• Given information:

·····

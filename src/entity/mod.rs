pub mod extractor;
pub mod recognizer;
pub mod types;

pub use extractor::EntityExtractor;
pub use recognizer::{CatalogMatcher, EntityRecognizer, StatisticalRecognizer};
pub use types::*;

// Module-level constants
pub const TARGET_ENTITY: &str = "entity";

·····

• Task to complete: Set down each line from the line containing "pub mod recognizer;" through the final line of the data, exactly and with nothing added.

• Solution to this task:
pub mod recognizer;
pub mod types;

pub use extractor::EntityExtractor;
pub use recognizer::{CatalogMatcher, EntityRecognizer, StatisticalRecognizer};
pub use types::*;

// Module-level constants
pub const TARGET_ENTITY: &str = "entity";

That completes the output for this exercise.